However, the party first had two other friends to say goodbye to: Roryn and Viett.  Roryn, though still insane at the end of the battle, was fatigued after his period of rage, and was subdued by the party long enough for Galeron to finally heal him of his insanity.  With their mutual enemy defeated, Roryn realized he had to move on.  “I will take my brother with me, if I may,” he said before leaving.  “My people should be the ones to bring him back from the dead, if indeed he wants to be brought back.  Thank you for helping us defeat The Nightmare Prince, but Viett was always the one to choose our battles for us.  If he truly won’t be coming back, I will have to spend a long time deciding what to do with my life now.”  
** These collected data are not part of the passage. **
//! Headless particle fountain
//!
//! Sprays particles over a couple of spheres and a box, runs a fixed number of
//! frames and logs what happened. Set `RUST_LOG=debug` for per-frame stats.
//!
//! Usage: `particle-fountain [frames]`

use glam::Vec3;
use particle_physics::{FrameParams, Particle};
use particle_simulation::{ColliderRegistry, FrameStats, ParticleSimulation, SimulationConfig};
use rand::Rng;
use std::time::Instant;

const PARTICLE_COUNT: usize = 20_000;
const DEFAULT_FRAMES: u64 = 600;
const NOZZLE: Vec3 = Vec3::new(0.0, 0.5, 0.0);
const NOZZLE_SPEED: f32 = 6.0;
const CONE_SPREAD: f32 = 0.35;
const LIFETIME_RANGE: std::ops::Range<f32> = 2.0..4.0;
/// Spawns are spread over this many seconds so the fountain flows steadily
const SPAWN_WINDOW: f32 = 3.0;
const LOG_EVERY: u64 = 60;

/// Initialize a fountain: upward cone velocities, staggered spawn delays
fn initialize_particles() -> Vec<Particle> {
    let mut rng = rand::rng();
    let mut particles = Vec::with_capacity(PARTICLE_COUNT);

    for _ in 0..PARTICLE_COUNT {
        let theta = rng.random::<f32>() * std::f32::consts::TAU;
        let tilt = rng.random::<f32>() * CONE_SPREAD;
        let direction = Vec3::new(tilt.sin() * theta.cos(), tilt.cos(), tilt.sin() * theta.sin());
        let speed = NOZZLE_SPEED * rng.random_range(0.8..1.2);

        let lifetime = rng.random_range(LIFETIME_RANGE);
        let delay = rng.random::<f32>() * SPAWN_WINDOW;

        particles.push(Particle::delayed(NOZZLE, direction * speed, lifetime, delay));
    }

    log::info!("✓ Initialized {} particles", PARTICLE_COUNT);
    log::info!(
        "  Particle struct size: {} bytes",
        std::mem::size_of::<Particle>()
    );

    particles
}

fn build_colliders() -> Result<ColliderRegistry, particle_simulation::SimulationError> {
    let mut colliders = ColliderRegistry::new();
    colliders.add_sphere(Vec3::new(0.0, 2.5, 0.0), 0.6)?;
    colliders.add_sphere(Vec3::new(1.5, 0.8, 0.5), 0.8)?;
    colliders.add_box(Vec3::new(-1.5, 0.5, -0.5), Vec3::new(0.75, 0.5, 0.75))?;
    Ok(colliders)
}

fn main() {
    env_logger::Builder::from_env(env_logger::Env::default().default_filter_or("info")).init();

    let frames = std::env::args()
        .nth(1)
        .and_then(|s| s.parse().ok())
        .unwrap_or(DEFAULT_FRAMES);

    let colliders = match build_colliders() {
        Ok(colliders) => colliders,
        Err(err) => {
            log::error!("Failed to build colliders: {}", err);
            std::process::exit(1);
        }
    };

    let params = FrameParams::default()
        .with_percentage_at_death(0.2)
        .with_restitution(0.6)
        .with_randomized_restitution(true);

    let mut simulation = match ParticleSimulation::new(
        initialize_particles(),
        colliders,
        params,
        SimulationConfig::default(),
    ) {
        Ok(simulation) => simulation,
        Err(err) => {
            log::error!("Failed to create simulation: {}", err);
            std::process::exit(1);
        }
    };

    let start = Instant::now();
    let mut totals = FrameStats::default();

    for _ in 0..frames {
        let stats = match simulation.step() {
            Ok(stats) => stats,
            Err(err) => {
                log::error!("Frame {} failed: {}", simulation.frame(), err);
                std::process::exit(1);
            }
        };
        totals = totals.merge(stats);

        if simulation.frame() % LOG_EVERY == 0 {
            let highest = simulation
                .particles()
                .iter()
                .map(|p| p.position[1])
                .fold(0.0_f32, f32::max);
            log::info!(
                "frame {:>5}: alive {:>6}  unborn {:>6}  respawned {:>4}  hits s/b/g {}/{}/{}  top {:.2}",
                simulation.frame(),
                stats.alive,
                stats.unborn,
                stats.respawned,
                stats.sphere_hits,
                stats.box_hits,
                stats.ground_hits,
                highest
            );
        }
    }

    let elapsed = start.elapsed();
    log::info!(
        "Simulated {} frames in {:.2?} ({:.3} ms/frame)",
        frames,
        elapsed,
        elapsed.as_secs_f64() * 1000.0 / frames.max(1) as f64
    );
    log::info!(
        "Totals: {} respawns, {} sphere hits, {} box hits, {} ground hits",
        totals.respawned,
        totals.sphere_hits,
        totals.box_hits,
        totals.ground_hits
    );
}
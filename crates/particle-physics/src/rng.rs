//! Index-seeded pseudo-random restitution scale
//!
//! No generator state survives between calls: every draw is a pure function
//! of `(index, seed)`, so particles can be updated in any order on any thread
//! and still reproduce the same values.

/// Thomas Wang's 32-bit integer hash, used to spread consecutive indices
/// before they seed the xorshift
#[inline]
pub fn wang_hash(mut seed: u32) -> u32 {
    seed = (seed ^ 61) ^ (seed >> 16);
    seed = seed.wrapping_mul(9);
    seed ^= seed >> 4;
    seed = seed.wrapping_mul(0x27d4_eb2d);
    seed ^ (seed >> 15)
}

/// One step of Marsaglia's 32-bit xorshift (13, 17, 5)
#[inline]
pub fn xorshift32(mut state: u32) -> u32 {
    state ^= state << 13;
    state ^= state >> 17;
    state ^= state << 5;
    state
}

/// Restitution scale in `[0, 1)` for the particle at `index`.
///
/// With `seed == 0` the value depends on the index only, so a given particle
/// gets the same scale on every frame.
pub fn restitution_scale(index: u32, seed: u32) -> f32 {
    let mut state = wang_hash(index ^ seed.wrapping_mul(0x9e37_79b9));
    // xorshift has a fixed point at zero
    if state == 0 {
        state = 0x6d2b_79f5;
    }
    let bits = xorshift32(state) >> 8;
    bits as f32 * (1.0 / 16_777_216.0)
}
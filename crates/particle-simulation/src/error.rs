//! Errors raised at the host boundary
//!
//! The kernel itself has no error channel; everything here is caught before
//! a dispatch starts.

use thiserror::Error;

#[derive(Error, Debug, Clone, PartialEq)]
pub enum SimulationError {
    #[error("particle {index}: {reason}")]
    InvalidParticle { index: usize, reason: String },
    #[error("sphere collider {index}: {reason}")]
    InvalidSphere { index: usize, reason: String },
    #[error("box collider {index}: {reason}")]
    InvalidBox { index: usize, reason: String },
    #[error("invalid frame parameters: {0}")]
    InvalidParams(String),
    #[error("invalid simulation config: {0}")]
    InvalidConfig(String),
    #[error("particle index {index} out of range (count {len})")]
    ParticleOutOfRange { index: usize, len: usize },
}

pub type Result<T> = std::result::Result<T, SimulationError>;
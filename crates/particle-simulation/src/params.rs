//! Host-side dispatch settings

use particle_physics::DEFAULT_BATCH_SIZE;

use crate::error::{Result, SimulationError};

#[derive(Clone, Copy, Debug, PartialEq, Eq)]
pub struct SimulationConfig {
    /// Particles per unit of parallel work. Only affects throughput.
    pub batch_size: usize,
    /// Write the frame counter into `FrameParams::cor_seed` before each pass,
    /// so randomized restitution changes from frame to frame
    pub reseed_cor_per_frame: bool,
    /// Re-check frame parameters at the start of every step
    pub validate_each_frame: bool,
}

impl Default for SimulationConfig {
    fn default() -> Self {
        Self {
            batch_size: DEFAULT_BATCH_SIZE,
            reseed_cor_per_frame: false,
            validate_each_frame: true,
        }
    }
}

impl SimulationConfig {
    pub fn with_batch_size(mut self, batch_size: usize) -> Self {
        self.batch_size = batch_size;
        self
    }

    pub fn with_reseed_per_frame(mut self, enabled: bool) -> Self {
        self.reseed_cor_per_frame = enabled;
        self
    }

    pub fn with_frame_validation(mut self, enabled: bool) -> Self {
        self.validate_each_frame = enabled;
        self
    }

    pub fn validate(&self) -> Result<()> {
        if self.batch_size == 0 {
            return Err(SimulationError::InvalidConfig(
                "batch_size must be at least 1".into(),
            ));
        }
        Ok(())
    }
}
As they left, however, Alkurvas had one last thing to say.  “Those two are similar to you in some ways.  Like you, they had a very strange dream, but it was not the same person, nor for the same reason.  Whoever sent that dream apparently broke some rule to do it, and their current fate demonstrates the fate of those who break the rules.  I’m not sure if your Lady Memory broke the same rules, but if she did, she was far more subtle about it.  Still, be careful.  The fates have a way of correcting divine crimes.”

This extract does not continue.